Needless to say, the addictive quality of MMOs is incomparable to the meager videogames of the 1990s. Vying for our attention against these behemoths, Mario and Sonic would never stand a chance. Dr. Scott explains, “I think the difference with the MMO games is that they were designed with absolutely brilliant reinforcing systems.”
One of these systems is the process of “leveling up,” which basically means the more you play, the better your character gets. Naturally, this encourages users to match or even surpass the playing hours of fellow gamers which may also lead to a vicious cycle of competitive compulsion.
Still, the games themselves should not be blamed. According to Dr. Scott, “the problem is not necessarily the game, and not necessarily the gamers, but is really what happens when games that are structured to be highly immersive and reinforcing, very much like gambling, meet people with certain vulnerabilities.” This also sounds like gambling, where destructive pairings are simply made by sheer chance.
Unfortunately, gaming and gambling share another difficulty. Kevin Gomes, a UWindsor doctoral candidate in psychology, explains the double-edged sword of these addictions.
“It is actually quite challenging to kick an addiction where the object of your addiction lies on the Internet, since using the Internet, which is so necessary in our current societal state, becomes a trigger for your addiction,” explained Gomes.
But can gaming distinguish itself from gambling in its production of positive side-effects?
Mark Griffiths, professor of Gambling Studies at Nottingham Trent University, believes that gaming can have a positive effect on peoples’ lives. In his 2005 study, The Therapeutic Value of Videogames, he has found that games can make people feel psychologically better, raise self-esteem, release stress, and allow for important personal exploration. Other studies have shown gaming to help develop problem-solving and strategic thinking skills. Videogames are even being used to help desensitize returning combat veterans with post-traumatic stress disorder.
From benefits to detriments, gaming’s wide range of extremes reminds one of the old adage, “too much of anything is not a good thing.” The outcome, it seems, depends on how each gamer chooses to play his or her games. But where should we draw the line? What is acceptable and unacceptable? The rapid evolution of technology will only make this answer more elusive.

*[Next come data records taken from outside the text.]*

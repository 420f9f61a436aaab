//! Definedness providers: Def_sem (pluggable), Def_ep/Def_proc (aggregator
//! output), and their convex combination into `Def` (§4.4).

use std::fmt;

use crate::context::Context;
use crate::policy::Policy;
use crate::state::State;

/// Tag keys the default semantic-definedness provider reads from
/// `state.m.tags` (§4.4).
pub mod tags {
    pub const ONTOLOGY_COVERAGE: &str = "ontology_coverage";
    pub const AMBIGUITY: &str = "ambiguity";
    pub const CONSTRAINT_COVERAGE: &str = "constraint_coverage";
    pub const BOUNDARY_PRECISION: &str = "boundary_precision";
}

/// `semantic_definedness(state, context) -> [0, 1]` (§6). The only
/// definedness provider that is pluggable — Def_ep and Def_proc are always
/// computed from the aggregator (§4.3).
pub trait SemanticDefinednessProvider: fmt::Debug {
    fn semantic_definedness(&self, state: &State, context: &Context) -> f64;
}

/// Mean of the four sub-scores the state tracks as metadata tags (§4.4).
#[derive(Debug, Default, Clone, Copy)]
pub struct DefaultSemanticProvider;

impl SemanticDefinednessProvider for DefaultSemanticProvider {
    fn semantic_definedness(&self, state: &State, _context: &Context) -> f64 {
        let ontology_coverage = state.m.tag(tags::ONTOLOGY_COVERAGE);
        let clarity = 1.0 - state.m.tag(tags::AMBIGUITY);
        let constraint_coverage = state.m.tag(tags::CONSTRAINT_COVERAGE);
        let boundary_precision = state.m.tag(tags::BOUNDARY_PRECISION);
        (ontology_coverage + clarity + constraint_coverage + boundary_precision) / 4.0
    }
}

/// A provider's output clamped into `[0, 1]`, with a flag marking whether
/// clamping was necessary (§7 provider-failure: never fatal, always clamped).
pub struct ClampedDef {
    pub value: f64,
    pub was_clamped: bool,
}

pub fn clamp_def(raw: f64) -> ClampedDef {
    let value = raw.clamp(0.0, 1.0);
    ClampedDef {
        value,
        was_clamped: (value - raw).abs() > f64::EPSILON,
    }
}

/// `Def = w_sem * Def_sem + w_ep * Def_ep + w_proc * Def_proc` (§4.4).
pub fn combine_def(def_sem: f64, def_ep: f64, def_proc: f64, policy: &Policy) -> f64 {
    policy.w_sem * def_sem + policy.w_ep * def_ep + policy.w_proc * def_proc
}

#[cfg(test)]
mod tests {
    use super::*;
    use crate::clock::Timestamp;
    use crate::context::TimeInterval;
    use crate::evidence::DedupMode;
    use crate::ids::{ContextID, TargetID};

    fn ts(secs: i64) -> Timestamp {
        Timestamp::new(chrono::DateTime::from_timestamp(secs, 0).unwrap())
    }

    #[test]
    fn fresh_state_has_zero_semantic_definedness() {
        let state = State::initial(TargetID::new("t"), ContextID::new("k"), ts(0), DedupMode::Strict);
        let ctx = Context::new(ContextID::new("k"), TimeInterval::from(ts(0)), "p");
        let provider = DefaultSemanticProvider;
        assert_eq!(provider.semantic_definedness(&state, &ctx), 0.0);
    }

    #[test]
    fn tags_raise_semantic_definedness() {
        let mut state = State::initial(TargetID::new("t"), ContextID::new("k"), ts(0), DedupMode::Strict);
        state.m.tags.insert(tags::ONTOLOGY_COVERAGE.into(), 1.0);
        state.m.tags.insert(tags::CONSTRAINT_COVERAGE.into(), 1.0);
        state.m.tags.insert(tags::BOUNDARY_PRECISION.into(), 1.0);
        // ambiguity left at 0 -> clarity = 1.0
        let ctx = Context::new(ContextID::new("k"), TimeInterval::from(ts(0)), "p");
        let provider = DefaultSemanticProvider;
        assert_eq!(provider.semantic_definedness(&state, &ctx), 1.0);
    }

    #[test]
    fn clamp_def_flags_out_of_range_values() {
        let clamped = clamp_def(1.2);
        assert_eq!(clamped.value, 1.0);
        assert!(clamped.was_clamped);

        let not_clamped = clamp_def(0.5);
        assert_eq!(not_clamped.value, 0.5);
        assert!(!not_clamped.was_clamped);
    }

    #[test]
    fn combine_def_is_weighted_average() {
        let policy = Policy::default();
        let def = combine_def(1.0, 1.0, 1.0, &policy);
        assert!((def - 1.0).abs() < 1e-9);
        let def_zero = combine_def(0.0, 0.0, 0.0, &policy);
        assert_eq!(def_zero, 0.0);
    }
}
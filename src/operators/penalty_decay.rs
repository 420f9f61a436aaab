//! PenaltyDecay: geometric decay of penalties toward removal, quantised into
//! discrete steps for determinism under a mocked clock (§4.6, §9).

use crate::clock::{Clock, Timestamp};
use crate::penalty::PenaltySource;
use crate::policy::Policy;
use crate::record::RefinementRecord;
use crate::state::State;

use super::{check_invariants, record, OperatorError, OperatorResult};

/// A penalty value below this is indistinguishable from zero and is removed.
const REMOVAL_THRESHOLD: f64 = 1e-6;

fn step_size(policy: &Policy) -> std::time::Duration {
    policy.penalty_clear_window / policy.penalty_clear_steps
}

fn decayed_value(old: f64, elapsed: chrono::TimeDelta, policy: &Policy) -> Option<f64> {
    let step_ms = step_size(policy).as_millis().max(1) as i64;
    let elapsed_ms = elapsed.num_milliseconds().max(0);
    let steps = (elapsed_ms / step_ms) as u32;
    if steps == 0 {
        return Some(old);
    }
    let value = old * policy.penalty_decay_factor.powi(steps as i32);
    if value < REMOVAL_THRESHOLD {
        None
    } else {
        Some(value)
    }
}

/// `PenaltyDecay(state, policy, clock)` (§4.6).
///
/// The conflict penalty only decays once `m.penalty_clear_start` has been set
/// by [`super::conflict`] observing conflict fall below `θ_conflict_clear`.
/// Every other penalty source decays unconditionally (while
/// `penalty_decay_enabled`), measured against `last_modified_time`.
pub fn penalty_decay(
    mut state: State,
    policy: &Policy,
    clock: &dyn Clock,
) -> OperatorResult<(State, RefinementRecord)> {
    let before = state.clone();
    let now = clock.now();

    if !policy.penalty_decay_enabled {
        let rec = record(
            "PenaltyDecay",
            now,
            &before,
            &state,
            policy.penalty_mode,
            Vec::new(),
            "penalty decay disabled by policy",
        );
        return Ok((state, rec));
    }

    let mut to_remove = Vec::new();
    let mut next_values: Vec<(PenaltySource, f64)> = Vec::new();

    for (&source, &value) in state.nu_penalties.iter() {
        let elapsed = match source {
            PenaltySource::Conflict => match state.m.penalty_clear_start {
                Some(start) => now.since(start),
                None => continue,
            },
            _ => now.since(state.m.last_modified_time),
        };
        match decayed_value(value, elapsed, policy) {
            Some(new_value) if (new_value - value).abs() > f64::EPSILON => next_values.push((source, new_value)),
            Some(_) => {}
            None => to_remove.push(source),
        }
    }

    for (source, value) in next_values {
        state.nu_penalties.insert(source, value);
    }
    for source in &to_remove {
        state.nu_penalties.remove(source);
    }
    if to_remove.contains(&PenaltySource::Conflict) {
        state.m.penalty_clear_start = None;
    }

    state.m.last_modified_time = now;
    state.m.history.push("PenaltyDecay".to_string());

    if let Some(invariant) = check_invariants(&state, policy) {
        return Err(OperatorError::InvariantViolation {
            operator_name: "PenaltyDecay",
            invariant,
            before_nu_raw: before.nu_raw,
            before_nu: before.nu(policy.penalty_mode),
        });
    }

    let rec = record(
        "PenaltyDecay",
        now,
        &before,
        &state,
        policy.penalty_mode,
        Vec::new(),
        String::new(),
    );
    Ok((state, rec))
}

#[cfg(test)]
mod tests {
    use super::*;
    use crate::clock::MockClock;
    use crate::evidence::DedupMode;
    use crate::ids::{ContextID, TargetID};

    fn ts(secs: i64) -> Timestamp {
        Timestamp::new(chrono::DateTime::from_timestamp(secs, 0).unwrap())
    }

    fn policy_with_window(window_secs: u64, steps: u32, factor: f64) -> Policy {
        Policy::builder()
            .penalty_clear_window(std::time::Duration::from_secs(window_secs))
            .penalty_clear_steps(steps)
            .penalty_decay_factor(factor)
            .build()
            .unwrap()
    }

    #[test]
    fn conflict_penalty_does_not_decay_without_clear_start() {
        let mut state = State::initial(TargetID::new("t"), ContextID::new("k"), ts(0), DedupMode::Strict);
        state.nu_penalties.insert(PenaltySource::Conflict, 0.2);
        let policy = policy_with_window(240, 24, 0.5);
        let clock = MockClock::new();
        clock.advance(chrono::TimeDelta::seconds(1000));
        let (state, _) = penalty_decay(state, &policy, &clock).unwrap();
        assert_eq!(state.nu_penalties[&PenaltySource::Conflict], 0.2);
    }

    #[test]
    fn conflict_penalty_decays_once_clear_start_is_set() {
        let mut state = State::initial(TargetID::new("t"), ContextID::new("k"), ts(0), DedupMode::Strict);
        state.nu_penalties.insert(PenaltySource::Conflict, 0.2);
        state.m.penalty_clear_start = Some(ts(0));
        let policy = policy_with_window(240, 24, 0.5); // step_size = 10s
        let clock = MockClock::new();
        clock.advance(chrono::TimeDelta::seconds(10));
        let (state, _) = penalty_decay(state, &policy, &clock).unwrap();
        assert!((state.nu_penalties[&PenaltySource::Conflict] - 0.1).abs() < 1e-9);
    }

    #[test]
    fn non_conflict_penalty_decays_unconditionally() {
        let mut state = State::initial(TargetID::new("t"), ContextID::new("k"), ts(0), DedupMode::Strict);
        state.nu_penalties.insert(PenaltySource::ScopeExpansion, 0.2);
        let policy = policy_with_window(240, 24, 0.5);
        let clock = MockClock::new();
        clock.advance(chrono::TimeDelta::seconds(10));
        let (state, _) = penalty_decay(state, &policy, &clock).unwrap();
        assert!((state.nu_penalties[&PenaltySource::ScopeExpansion] - 0.1).abs() < 1e-9);
    }

    #[test]
    fn penalty_below_threshold_is_removed() {
        let mut state = State::initial(TargetID::new("t"), ContextID::new("k"), ts(0), DedupMode::Strict);
        state.nu_penalties.insert(PenaltySource::Conflict, 1e-5);
        state.m.penalty_clear_start = Some(ts(0));
        let policy = policy_with_window(240, 24, 0.5);
        let clock = MockClock::new();
        clock.advance(chrono::TimeDelta::seconds(100));
        let (state, _) = penalty_decay(state, &policy, &clock).unwrap();
        assert!(!state.nu_penalties.contains_key(&PenaltySource::Conflict));
        assert!(state.m.penalty_clear_start.is_none());
    }

    #[test]
    fn disabled_decay_leaves_penalties_untouched() {
        let mut state = State::initial(TargetID::new("t"), ContextID::new("k"), ts(0), DedupMode::Strict);
        state.nu_penalties.insert(PenaltySource::ScopeExpansion, 0.2);
        let policy = Policy::builder().penalty_decay_enabled(false).build().unwrap();
        let clock = MockClock::new();
        clock.advance(chrono::TimeDelta::seconds(1_000_000));
        let (state, _) = penalty_decay(state, &policy, &clock).unwrap();
        assert_eq!(state.nu_penalties[&PenaltySource::ScopeExpansion], 0.2);
    }
}
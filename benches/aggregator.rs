//! Benchmarks for the aggregator and PenaltyDecay's geometric-decay loop.

use criterion::{black_box, criterion_group, criterion_main, Criterion};

use nu_calculus::aggregator::aggregate;
use nu_calculus::clock::{Clock, MockClock};
use nu_calculus::context::{Context, Role, TimeInterval};
use nu_calculus::evidence::{DedupMode, EvidenceItem, EvidenceKind, EvidenceSet};
use nu_calculus::ids::{AgentID, ContextID, TargetID};
use nu_calculus::operators::penalty_decay;
use nu_calculus::penalty::PenaltySource;
use nu_calculus::policy::Policy;
use nu_calculus::state::State;

/// Install a fmt subscriber so operator spans show up under
/// `RUST_LOG=debug cargo bench`. Only the first call wins.
fn init_tracing() {
    static INIT: std::sync::Once = std::sync::Once::new();
    INIT.call_once(|| {
        tracing_subscriber::fmt()
            .with_env_filter(
                tracing_subscriber::EnvFilter::try_from_default_env()
                    .unwrap_or_else(|_| tracing_subscriber::EnvFilter::new("warn")),
            )
            .try_init()
            .ok();
    });
}

fn evidence_set(n: usize) -> EvidenceSet {
    let clock = MockClock::new();
    let mut set = EvidenceSet::new(DedupMode::Corroboration);
    for i in 0..n {
        let valence = if i % 2 == 0 { 0.6 } else { -0.4 };
        set.insert(
            EvidenceItem::new(
                EvidenceKind::Epistemic,
                format!("claim-{i}"),
                valence,
                AgentID::new(format!("agent-{i}")),
                clock.now(),
                0.8,
                0.8,
            )
            .unwrap(),
        );
    }
    set
}

fn bench_aggregate_100(c: &mut Criterion) {
    init_tracing();
    let set = evidence_set(100);
    let clock = MockClock::new();
    let mut ctx = Context::new(ContextID::new("k"), TimeInterval::from(clock.now()), "p");
    for i in 0..100 {
        ctx.set_role(AgentID::new(format!("agent-{i}")), Role::I);
    }
    let policy = Policy::default();

    c.bench_function("aggregate_100_items", |bench| {
        bench.iter(|| black_box(aggregate(&set, &TargetID::new("t"), &ctx, &policy, clock.now())))
    });
}

fn bench_penalty_decay(c: &mut Criterion) {
    init_tracing();
    let policy = Policy::default();
    let clock = MockClock::new();

    c.bench_function("penalty_decay_one_step", |bench| {
        bench.iter_batched(
            || {
                let mut state = State::initial(TargetID::new("t"), ContextID::new("k"), clock.now(), DedupMode::Strict);
                state.nu_penalties.insert(PenaltySource::ScopeExpansion, 0.2);
                state
            },
            |state| black_box(penalty_decay(state, &policy, &clock).unwrap()),
            criterion::BatchSize::SmallInput,
        )
    });
}

criterion_group!(benches, bench_aggregate_100, bench_penalty_decay);
criterion_main!(benches);
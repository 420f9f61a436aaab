//! The eight refinement operators (§4.6).
//!
//! Every operator is a pure, total function over well-formed inputs:
//! `(State, args, Policy, Clock) -> (State, RefinementRecord)`. None of them
//! mutate their input state in place (§9 "immutable state").

mod conflict;
mod decay;
mod error;
mod incorporate;
mod merge;
mod negdefine;
mod penalty_decay;
mod query_next;
mod recontextualize;
mod split;

pub use conflict::conflict;
pub use decay::decay_refresh;
pub use error::{OperatorError, OperatorResult};
pub use incorporate::incorporate;
pub use merge::merge;
pub use negdefine::{negdefine, ConstraintSpec};
pub use penalty_decay::penalty_decay;
pub use query_next::query_next;
pub use recontextualize::recontextualize;
pub use split::{split, ChildSpec};

use crate::aggregator::{self, Aggregate};
use crate::clock::Timestamp;
use crate::context::Context;
use crate::definedness::{clamp_def, combine_def, SemanticDefinednessProvider};
use crate::penalty::PenaltyMode;
use crate::policy::Policy;
use crate::record::RefinementRecord;
use crate::state::State;

/// Recompute `ν_raw = 1 - Def` for `state` against the full (already
/// inserted) evidence set (I6). Returns the aggregate alongside the new
/// `ν_raw`, and records a note if the semantic provider had to be clamped
/// (§7 provider-failure).
pub(crate) fn recompute_nu_raw(
    state: &mut State,
    context: &Context,
    provider: &dyn SemanticDefinednessProvider,
    policy: &Policy,
    now: Timestamp,
) -> (Aggregate, Option<String>) {
    let agg = aggregator::aggregate(&state.e, &state.t, context, policy, now);
    let raw_def_sem = provider.semantic_definedness(state, context);
    let clamped = clamp_def(raw_def_sem);
    let note = clamped.was_clamped.then(|| {
        tracing::warn!(
            target = %state.t,
            context = %context.id,
            raw = raw_def_sem,
            "semantic-definedness provider returned an out-of-range value; clamped"
        );
        format!(
            "semantic-definedness provider returned {raw_def_sem}, clamped to {}",
            clamped.value
        )
    });
    let def = combine_def(clamped.value, agg.def_ep, agg.def_proc, policy);
    state.nu_raw = (1.0 - def).clamp(0.0, 1.0);
    (agg, note)
}

/// Build the `RefinementRecord` for an operator application, given the
/// pre/post states and penalty mode.
pub(crate) fn record(
    operator_name: &'static str,
    now: Timestamp,
    before: &State,
    after: &State,
    penalty_mode: PenaltyMode,
    evidence_added: Vec<crate::ids::EvidenceID>,
    notes: impl Into<String>,
) -> RefinementRecord {
    RefinementRecord {
        operator_name,
        time: now,
        before_nu_raw: before.nu_raw,
        before_nu: before.nu(penalty_mode),
        after_nu_raw: after.nu_raw,
        after_nu: after.nu(penalty_mode),
        penalties_delta: after.nu_penalties.clone(),
        evidence_added,
        notes: notes.into(),
    }
}

/// Apply the conflict cooldown/penalty rule (§4.6 Conflict) in place, given
/// an already-computed conflict level. Shared by the public `Conflict`
/// operator and by `Incorporate`, which invokes this at the end of its own
/// transition to maintain I4 without emitting a second record.
pub(crate) fn apply_conflict_update(
    state: &mut State,
    conflict: f64,
    policy: &Policy,
    now: Timestamp,
) {
    let cooldown_elapsed = state
        .m
        .conflict_last_applied
        .is_none_or(|last| now.since(last) >= policy.conflict_cooldown);

    if conflict >= policy.theta_conflict && cooldown_elapsed {
        let penalty = (conflict * policy.max_conflict_penalty).min(policy.max_conflict_penalty);
        state
            .nu_penalties
            .insert(crate::penalty::PenaltySource::Conflict, penalty);
        state.m.conflict_last_applied = Some(now);
        state.m.penalty_clear_start = None;
    } else if conflict < policy.theta_conflict_clear
        && state
            .nu_penalties
            .contains_key(&crate::penalty::PenaltySource::Conflict)
        && state.m.penalty_clear_start.is_none()
    {
        state.m.penalty_clear_start = Some(now);
    }
}

/// Verify the two range invariants that a buggy operator could actually
/// break: I1 (ν ∈ [0,1]) and I3 (every penalty contribution ∈ [0,1]), plus
/// the ν_raw range that I6's "ν_raw = 1 − Def" equation implies. Returns the
/// first violated invariant's name, if any.
///
/// I5 (the evidence set partitions by kind into three disjoint subsets) has
/// no runtime check here because it isn't a runtime property: `EvidenceKind`
/// is a closed three-variant enum (`Epistemic` / `Definitional` /
/// `Procedural`, see [`crate::evidence::EvidenceKind`]), so every item is in
/// exactly one partition by construction.
pub(crate) fn check_invariants(state: &State, policy: &Policy) -> Option<&'static str> {
    if !(0.0..=1.0).contains(&state.nu_raw) {
        return Some("nu_raw out of [0,1] (violates the range implied by I6's nu_raw = 1 - Def)");
    }
    let nu = state.nu(policy.penalty_mode);
    if !(0.0..=1.0).contains(&nu) {
        return Some("I1: nu out of [0,1]");
    }
    for value in state.nu_penalties.values() {
        if !(0.0..=1.0).contains(value) {
            return Some("I3: penalty contribution out of [0,1]");
        }
    }
    None
}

That so many gamers are retreating further and further into a virtual world is perhaps indicative of a wider sociological problem. Obviously, by continually increasing the amount of time they spend online, they are exhibiting a fundamental unhappiness with the real world, their real lives.
“To ask whether teenagers are getting ‘addicted’ to online games is a way of not asking why our schools are failing to engage our children. To ask why some people get ‘addicted’ to their fantasy personas is a way of not asking how we expect people to derive life satisfaction from working at Wal-Mart,” writes Nick Yee, a research scientist at the Palo Alto Research Center specializing in immersive online games.
“MMOs are seductive because they empower some people in ways that the real world does not,” explains Yee. “The people who we let fall through the holes of our social fabric are caught by an alternate reality where they feel a sense of satisfaction and purpose.”
Maybe the compulsive gaming debate is only a cue for us to start changing perspectives, to prepare ourselves for the re-definition of “real life.” For better or worse, scientific advancements will eventually bring about the obsolescence of our physical bodies. In what realm will we live, then? And will it still not be a legitimate form of existence? Maybe these gamers are just beating us to the punch.